(Records from a data source)

• • •

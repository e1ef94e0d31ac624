//! Frame-coherent keyboard state.
//!
//! [`KeyTracker`] accumulates winit [`KeyEvent`]s during a frame and answers
//! two questions for any physical key: is it held right now, and did it
//! transition to pressed this frame. Physical key codes are used throughout
//! so WASD movement is layout-independent.

use std::collections::HashSet;

use winit::event::{ElementState, KeyEvent};
use winit::keyboard::{KeyCode, PhysicalKey};

/// Tracks held and freshly pressed keys across one frame.
///
/// Feed every window [`KeyEvent`] to [`handle`](Self::handle); query with
/// [`held`](Self::held) and [`just_pressed`](Self::just_pressed); call
/// [`end_frame`](Self::end_frame) after the frame's phases have run.
#[derive(Debug, Clone, Default)]
pub struct KeyTracker {
    held: HashSet<KeyCode>,
    just_pressed: HashSet<KeyCode>,
}

impl KeyTracker {
    /// Creates a tracker with no keys held.
    #[must_use]
    pub fn new() -> Self {
        Self::default()
    }

    /// Folds a winit key event into the tracker. Repeat events and
    /// unidentified (non-code) keys are ignored.
    pub fn handle(&mut self, event: &KeyEvent) {
        if event.repeat {
            return;
        }
        let PhysicalKey::Code(code) = event.physical_key else {
            return;
        };
        match event.state {
            ElementState::Pressed => self.press(code),
            ElementState::Released => self.release(code),
        }
    }

    /// Marks a key as pressed. Split out from [`handle`](Self::handle) so
    /// tests and scripted drivers can feed keys without a winit event.
    pub fn press(&mut self, code: KeyCode) {
        if self.held.insert(code) {
            self.just_pressed.insert(code);
        }
    }

    /// Marks a key as released.
    pub fn release(&mut self, code: KeyCode) {
        self.held.remove(&code);
    }

    /// Returns `true` while the key is held down.
    #[must_use]
    pub fn held(&self, code: KeyCode) -> bool {
        self.held.contains(&code)
    }

    /// Returns `true` only during the frame the key went down.
    #[must_use]
    pub fn just_pressed(&self, code: KeyCode) -> bool {
        self.just_pressed.contains(&code)
    }

    /// Clears the per-frame transition set. Call once per frame, after all
    /// phases have sampled input.
    pub fn end_frame(&mut self) {
        self.just_pressed.clear();
    }
}
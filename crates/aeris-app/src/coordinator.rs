//! The per-frame coordinator.
//!
//! Exactly one [`FrameCoordinator`] exists per process. It owns the shared
//! [`WorldState`] and runs both viewport phases inside a single
//! [`tick`](FrameCoordinator::tick) call, in a fixed order: the near
//! (avatar) phase applies movement and writes the orientation, then the far
//! (planet-scale) phase reads the resulting pose. That makes the host
//! framework's serialized-callback assumption an explicit code path: no
//! globals, no locks, and no way for the far camera to observe a
//! half-updated frame. Porting to real multithreading would mean wrapping
//! the coordinator in a mutex, not sprinkling one inside it.

use aeris_config::Config;
use aeris_world::{
    CameraPose, FrameInput, LocationPreset, WorldState, ZoomOffset, advance, far_camera_pose,
    teleport,
};

/// What one frame produces for the renderer.
#[derive(Clone, Copy, Debug)]
pub struct TickOutput {
    /// Pose the planet-scale camera copies verbatim.
    pub far_pose: CameraPose,
    /// Camera-local forward translation step for the near camera's zoom
    /// damping this frame.
    pub zoom_step: f64,
}

/// Owns the world state and sequences the frame phases.
#[derive(Clone, Debug)]
pub struct FrameCoordinator {
    state: WorldState,
    zoom: ZoomOffset,
    diag_elapsed_s: f64,
}

impl FrameCoordinator {
    /// Coordinator with the default orbital start state, tuned from config.
    pub fn new(config: &Config) -> Self {
        let mut state = WorldState::new();
        state.speed = config.movement.base_speed_m_s;
        Self {
            state,
            zoom: ZoomOffset {
                offset: 0.0,
                max_offset: config.zoom.max_offset_m,
                rate: config.zoom.rate_per_s,
            },
            diag_elapsed_s: 0.0,
        }
    }

    /// Read-only view of the shared state, for the avatar layer and tests.
    pub fn state(&self) -> &WorldState {
        &self.state
    }

    /// Jump to a location preset. Both state fields are written before this
    /// returns, so the next tick's phases see the completed teleport.
    pub fn teleport_to(&mut self, preset: &LocationPreset) {
        teleport(&mut self.state, preset);
        tracing::info!(
            name = %preset.name,
            altitude_m = preset.altitude_m,
            distance_m = self.state.position.length(),
            "teleport"
        );
    }

    /// Run one frame: near phase (movement + orientation write), then far
    /// phase (consistent pose read). `input` is this frame's sampled
    /// snapshot; `dt` is the frame delta in seconds.
    pub fn tick(&mut self, input: &FrameInput, dt: f64) -> TickOutput {
        advance(&mut self.state, input, dt);

        let zoom_step = self.zoom.update(input.any_active(), dt);

        self.diag_elapsed_s += dt;
        if self.diag_elapsed_s >= 1.0 {
            self.diag_elapsed_s -= 1.0;
            let distance = self.state.position.length();
            let radius = aeris_geodesy::local_radius(self.state.position);
            tracing::debug!(
                distance_m = distance,
                local_radius_m = radius,
                altitude_m = distance - radius,
                "frame sync"
            );
        }

        TickOutput {
            far_pose: far_camera_pose(&self.state),
            zoom_step,
        }
    }
}
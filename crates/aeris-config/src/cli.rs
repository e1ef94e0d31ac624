//! Command-line argument parsing for the Aeris viewer.

use std::path::PathBuf;

use clap::Parser;

use crate::Config;

/// Aeris viewer command-line arguments.
///
/// CLI values override settings loaded from `config.ron`.
#[derive(Parser, Debug, Default)]
#[command(name = "aeris", about = "Aeris planetary avatar viewer")]
pub struct CliArgs {
    /// Teleport to this location preset at startup.
    #[arg(long)]
    pub location: Option<String>,

    /// Base movement speed in meters per second.
    #[arg(long)]
    pub speed: Option<f64>,

    /// Sun clock time scale (simulated seconds per real second).
    #[arg(long)]
    pub time_scale: Option<f64>,

    /// Log level (error, warn, info, debug, trace).
    #[arg(long)]
    pub log_level: Option<String>,

    /// Path to config directory (overrides default location).
    #[arg(long)]
    pub config: Option<PathBuf>,

    /// Seconds of simulated flight for the headless demo loop.
    #[arg(long, default_value_t = 10.0)]
    pub duration: f64,
}

impl Config {
    /// Apply CLI overrides to a loaded config.
    pub fn apply_cli_overrides(&mut self, args: &CliArgs) {
        if let Some(speed) = args.speed {
            self.movement.base_speed_m_s = speed;
        }
        if let Some(scale) = args.time_scale {
            self.sky.time_scale = scale;
        }
        if let Some(ref level) = args.log_level {
            self.debug.log_level = level.clone();
        }
    }
}
//! Named teleport targets.

use serde::{Deserialize, Serialize};

/// A named viewing location: geodetic coordinates plus the initial view
/// angles. Immutable configuration data consumed by
/// [`teleport`](crate::teleport); angles are authored in degrees and
/// converted to radians only at the point of use.
#[derive(Clone, Debug, PartialEq, Serialize, Deserialize)]
pub struct LocationPreset {
    /// Display name shown in the UI.
    pub name: String,
    /// Geodetic longitude in degrees, positive east.
    pub longitude_deg: f64,
    /// Geodetic latitude in degrees, positive north.
    pub latitude_deg: f64,
    /// Compass heading in degrees, clockwise from north.
    pub heading_deg: f64,
    /// View pitch in degrees, negative looks down.
    pub pitch_deg: f64,
    /// Height above the ellipsoid in meters.
    pub altitude_m: f64,
}
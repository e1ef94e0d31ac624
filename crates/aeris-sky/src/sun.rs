//! Sun direction and intensity from the simulated hour of day.

use glam::DVec3;

/// Daylight intensity handed to the directional light.
const DAY_INTENSITY: f64 = 3.0;

/// Residual intensity once the sun has dipped below the horizon; keeps the
/// scene readable at night instead of going fully black.
const NIGHT_INTENSITY: f64 = 0.1;

/// Unit direction toward the sun for the given hour of day.
///
/// Daylight runs 06:00 to 18:00: the sun sweeps a half-circle from east to
/// west, tilted slightly off the meridian plane. Outside that window the
/// direction points straight down (sun below the nadir), which the
/// intensity rule treats as night.
pub fn sun_direction(hour_of_day: f64) -> DVec3 {
    if !(6.0..=18.0).contains(&hour_of_day) {
        return DVec3::NEG_Y;
    }
    let angle = (hour_of_day - 6.0) / 12.0 * std::f64::consts::PI;
    DVec3::new(-angle.cos(), angle.sin(), 0.2).normalize()
}

/// Intensity for the directional sun light: full strength while the sun is
/// up, dimmed once its vertical component drops below -0.1.
pub fn sun_intensity(direction: DVec3) -> f64 {
    if direction.y < -0.1 {
        NIGHT_INTENSITY
    } else {
        DAY_INTENSITY
    }
}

• • •

*Exercise description*
Check each line of the records above for the string "degrees", and report every line that has it.

*Finished task*
/// [`teleport`](crate::teleport); angles are authored in degrees and
    /// Geodetic longitude in degrees, positive east.
    /// Geodetic latitude in degrees, positive north.
    /// Compass heading in degrees, clockwise from north.
    /// View pitch in degrees, negative looks down.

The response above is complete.